Let’s start with Facebook -- and, for expediency, let’s start with The New York Times’ nice rundown on the challenges advertisers face on making use of Facebook. I’ll point to three quotes from the piece that highlight critical differences for the metrics crowd:
1) Facebook ads are different from standard ads. As Darren Herman, chief digital media officer at the Media Kitchen, opines in the Times piece: “Facebook’s a silo… it is very hard to understand the efficacy of what a Facebook like, or fan or follow is worth.”
2) Facebook ads operate separately from the rest of the online universe. As the Times puts it, “Facebook is essentially a walled garden, so what users may do on the Web beyond Facebook — where they shop, what they read — isn’t available for advertisers who want to home in on people’s behavior.” If a Facebook ad leads a user to a Facebook page -- and not the advertiser’s own website -- then it’s Facebook who controls the data that measures the ad’s success.
3) Facebook isn’t forthcoming with data. Again, to quote the Times: “As with all advertising, companies want to know what they’re getting for their money, and with Facebook, the answer isn’t clear… Facebook is much more reluctant than Google and other online sites to share that information with advertisers.” (Although, to be fair, Facebook is ramping up its data offerings to brands.)
To sum up: Facebook ads are a siloed universe on an ultra-popular platform that’s not forthcoming with data. That, interestingly, sounds surprisingly similar to Apple’s early iAds program.

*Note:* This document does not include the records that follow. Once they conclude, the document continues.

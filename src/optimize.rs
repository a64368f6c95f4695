use std::error::Error;
use std::fmt::{Display, Formatter};

use crate::env::{env_flag, env_str};
use crate::graph::{Graph, GraphError};
use crate::infer_shapes::{InferShapes, ShapeInference, ShapeInferenceError};

mod diagnostics;
mod dispatch;
mod insert_pooling;
mod stride_prop;


pub use diagnostics::{DiagnosticLevel, Diagnostics, LOG_TARGET};
pub use dispatch::{dispatch, DefaultAttrs, DispatchEntry, PropagationHandler};
pub use insert_pooling::insert_pooling;
pub use stride_prop::stride_optimization;

/// Errors that occur while applying graph optimizations.
#[derive(Clone, Debug, PartialEq)]
pub enum OptimizeError {
    /// A rewrite required a single edge between two operators, but found
    /// `count` edges.
    AmbiguousEdge {
        from: String,
        to: String,
        count: usize,
    },

    /// Shape inference failed for an operator modified by the optimizer.
    InferenceFailed {
        node: String,
        error: ShapeInferenceError,
    },

    /// The optimized graph failed validation.
    InvalidGraph(GraphError),
}

impl Display for OptimizeError {
    fn fmt(&self, f: &mut Formatter) -> std::fmt::Result {
        match self {
            Self::AmbiguousEdge { from, to, count } => write!(
                f,
                "expected one edge from \"{}\" to \"{}\" but found {}",
                from, to, count
            ),
            Self::InferenceFailed { node, error } => {
                write!(f, "shape inference failed for \"{}\": {}", node, error)
            }
            Self::InvalidGraph(err) => write!(f, "optimized graph is invalid: {}", err),
        }
    }
}

impl Error for OptimizeError {
    fn source(&self) -> Option<&(dyn Error + 'static)> {
        match self {
            Self::AmbiguousEdge { .. } => None,
            Self::InferenceFailed { error, .. } => Some(error),
            Self::InvalidGraph(err) => Some(err),
        }
    }
}

/// Configuration for [`GraphOptimizer::optimize`].
#[derive(Clone, Debug, PartialEq)]
pub struct OptimizeOptions {
    /// Move convolution strides upstream through point-wise operators.
    pub stride_optimization: bool,

    /// Level of diagnostic messages to log about applied optimizations.
    pub diagnostics: DiagnosticLevel,

    /// Check structural invariants of the graph after optimization.
    pub validate: bool,
}

impl Default for OptimizeOptions {
    fn default() -> Self {
        OptimizeOptions {
            stride_optimization: true,
            diagnostics: DiagnosticLevel::Off,
            validate: false,
        }
    }
}

impl OptimizeOptions {
    /// Create options from the defaults, overridden by environment
    /// variables.
    ///
    /// - `RTEN_OPT_STRIDE` - Enable or disable stride optimization
    /// - `RTEN_OPT_VALIDATE` - Validate the graph after optimization
    /// - `RTEN_OPT_DIAGNOSTICS` - Diagnostic level ("off", "warn" or "info")
    pub fn from_env() -> Self {
        let defaults = Self::default();
        let diagnostics = match env_str("RTEN_OPT_DIAGNOSTICS") {
            Some(level) => DiagnosticLevel::parse(&level).unwrap_or_else(|| {
                log::warn!("Unrecognized diagnostic level \"{}\"", level);
                defaults.diagnostics
            }),
            None => defaults.diagnostics,
        };

        OptimizeOptions {
            stride_optimization: env_flag("RTEN_OPT_STRIDE", defaults.stride_optimization),
            diagnostics,
            validate: env_flag("RTEN_OPT_VALIDATE", defaults.validate),
        }
    }
}

/// Applies optimizations to a [`Graph`] to enable faster inference.
pub struct GraphOptimizer {
    infer: Box<dyn InferShapes>,
}

impl GraphOptimizer {
    /// Create a new optimizer which uses the built-in [`ShapeInference`] to
    /// update shapes of modified operators.
    pub fn new() -> Self {
        Self::with_shape_inference(ShapeInference::new())
    }

    /// Create an optimizer which uses `infer` to update shapes of modified
    /// operators.
    pub fn with_shape_inference(infer: impl InferShapes + 'static) -> Self {
        GraphOptimizer {
            infer: Box::new(infer),
        }
    }

    /// Apply optimizations to a graph.
    ///
    /// Operators may be modified and new operators inserted. Existing
    /// operators are never removed.
    ///
    /// Returns the optimized graph.
    pub fn optimize(
        &self,
        mut graph: Graph,
        options: &OptimizeOptions,
    ) -> Result<Graph, OptimizeError> {
        let mut diag = Diagnostics::new();
        diag.set_level(options.diagnostics);

        if options.stride_optimization {
            stride_optimization(&mut graph, self.infer.as_ref(), &diag)?;
        }

        if options.validate {
            graph.validate().map_err(OptimizeError::InvalidGraph)?;
        }

        Ok(graph)
    }
}

impl Default for GraphOptimizer {
    fn default() -> Self {
        Self::new()
    }
}
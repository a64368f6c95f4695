use smallvec::SmallVec;

use super::diagnostics::Diagnostics;
use super::OptimizeError;
use crate::graph::{EdgeId, Graph, NodeId, OpAttrs, OpType, PoolMethod, IDENTITY_STRIDE};

/// Window of a pooling operator which reads a single element.
const POINTWISE_WINDOW: [usize; 4] = [1, 1, 1, 1];

/// Materialize the pending stride of `consumer` as a point-wise average
/// pooling operator placed between `op` and `consumer`.
///
/// The existing connection from an output of `op` into `consumer` is
/// replaced by `output -> pooling -> pooling_output -> consumer`. The edge
/// into `consumer` keeps the attributes of the edge it replaces. The new
/// pooling operator is marked stale so that its output shape gets inferred.
///
/// Exactly one edge must connect the outputs of `op` to `consumer`, otherwise
/// [`OptimizeError::AmbiguousEdge`] is returned and the graph is not
/// modified.
///
/// Returns the ID of the new pooling operator.
pub fn insert_pooling(
    graph: &mut Graph,
    op: NodeId,
    consumer: NodeId,
    diag: &Diagnostics,
) -> Result<NodeId, OptimizeError> {
    let edges: SmallVec<[EdgeId; 2]> = graph
        .op_outputs(op)
        .into_iter()
        .flat_map(|output| graph.edges_between(output, consumer))
        .collect();

    let ambiguous_edge = |graph: &Graph| OptimizeError::AmbiguousEdge {
        from: graph.node_name(op),
        to: graph.node_name(consumer),
        count: edges.len(),
    };
    let [edge_id] = edges[..] else {
        return Err(ambiguous_edge(graph));
    };
    let edge = graph
        .remove_edge(edge_id)
        .ok_or_else(|| ambiguous_edge(graph))?;

    let stride = graph
        .get_op(consumer)
        .and_then(|c| c.attrs().stride_prop)
        .unwrap_or(IDENTITY_STRIDE);
    let mut attrs = OpAttrs::pooling(POINTWISE_WINDOW, stride, PoolMethod::Avg);
    attrs.mark_stale();

    let name = graph.unique_name("Pooling_");
    let (pool_id, pool_output) = graph.add_simple_op(&name, OpType::Pooling, attrs, &[edge.src()]);
    graph.add_edge(pool_output, consumer, *edge.attrs());
    if let Some(data) = graph.get_data_mut(pool_output) {
        data.clear_fw_tensor_attrs();
    }

    diag.info(
        graph,
        pool_id,
        format_args!(
            "Inserted pooling with stride {:?} between {} and {}",
            stride,
            graph.node_name(op),
            graph.node_name(consumer)
        ),
    );

    Ok(pool_id)
}

#[cfg(test)]
mod tests {
    use super::insert_pooling;
    use crate::graph::{EdgeAttrs, Graph, OpAttrs, OpType, PoolMethod};
    use crate::optimize::diagnostics::Diagnostics;
    use crate::optimize::OptimizeError;

    #[test]
    fn test_insert_pooling() {
        let mut graph = Graph::with_layout("NCHW");
        let (relu, relu_out) = graph.add_simple_op("relu", OpType::ReLU, OpAttrs::default(), &[]);
        graph
            .get_data_mut(relu_out)
            .unwrap()
            .set_fw_tensor_debug_info("relu:0");
        let consumer = graph.add_op(
            "add",
            OpType::Eltwise,
            OpAttrs {
                stride_prop: Some([1, 1, 2, 2]),
                ..Default::default()
            },
        );
        graph.add_edge(relu_out, consumer, EdgeAttrs::input(1));

        let pool = insert_pooling(&mut graph, relu, consumer, &Diagnostics::new()).unwrap();

        let pool_op = graph.get_op(pool).unwrap();
        assert_eq!(pool_op.op_type(), &OpType::Pooling);
        assert!(pool_op.name().starts_with("Pooling_"));
        let attrs = pool_op.attrs();
        assert_eq!(attrs.window, Some([1, 1, 1, 1]));
        assert_eq!(attrs.stride, Some([1, 1, 2, 2]));
        assert_eq!(attrs.pad, Some([[0, 0]; 4]));
        assert_eq!(attrs.pool_method, Some(PoolMethod::Avg));
        assert!(attrs.is_stale());

        assert!(graph.edges_between(relu_out, consumer).is_empty());
        assert_eq!(graph.op_inputs(pool).as_slice(), &[relu_out]);

        let pool_out = graph.op_outputs(pool)[0];
        let new_edges = graph.edges_between(pool_out, consumer);
        assert_eq!(new_edges.len(), 1);
        let new_edge = graph.edge(new_edges[0]).unwrap();
        assert_eq!(new_edge.attrs(), &EdgeAttrs::input(1));
        assert_eq!(graph.get_data(pool_out).unwrap().fw_tensor_debug_info(), None);

        // Debug info of the producer's output is untouched.
        assert_eq!(
            graph.get_data(relu_out).unwrap().fw_tensor_debug_info(),
            Some("relu:0")
        );
    }

    #[test]
    fn test_insert_pooling_ambiguous_edge() {
        let mut graph = Graph::with_layout("NCHW");
        let (relu, relu_out) = graph.add_simple_op("relu", OpType::ReLU, OpAttrs::default(), &[]);
        let (add, _) = graph.add_simple_op(
            "add",
            OpType::Eltwise,
            OpAttrs::default(),
            &[relu_out, relu_out],
        );
        let edge_count = graph.edge_count();

        let result = insert_pooling(&mut graph, relu, add, &Diagnostics::new());

        assert_eq!(
            result,
            Err(OptimizeError::AmbiguousEdge {
                from: "relu".into(),
                to: "add".into(),
                count: 2,
            })
        );
        assert_eq!(graph.edge_count(), edge_count);
    }
}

Consider, for instance, the disappointment voiced by Robin Steinberg, senior vice president of print investment and activation at Starcom MediaVest, in 2010: “It is really frustrating in terms of the lack of data [Apple is] willing to give… We're not getting the answers we need to continue sponsorships. I don't have any information on time spent, engagement, or anything that's going to help." If you read through the trades two years ago, you’d see that Steinberg was hardly a lone voice in that opinion.
Of course, Apple products are another example of a wildly popular walled garden that operates differently from the rest of the advertiser universe. And as a walled garden, Apple keeps the power of data, largely, in its own hands.
As the barriers to entry for creating new media platforms -- from Facebook to Pinterest to Twitter -- the ability to create entirely new formats that live outside of the standard advertising ecosystem only becomes easier. In other words, walled gardens become increasingly simpler to create.
This means two things for the world of metrics. First, it means that the new world of metrics is as much about bargaining hard for rights to data ownership as it is about mathematical analysis. Second, it means that we’ll need to create an ever-increasing number of metrics models that don’t fit the norm. That’s a real challenge -- one that means building new technologies, working with new kinds of data, and pivoting on the old models very quickly. It’s a job that’s almost as hard, as, say, juggling a lot of unique friends on your Facebook feed. That’s the future we’ll all have to learn to “like.”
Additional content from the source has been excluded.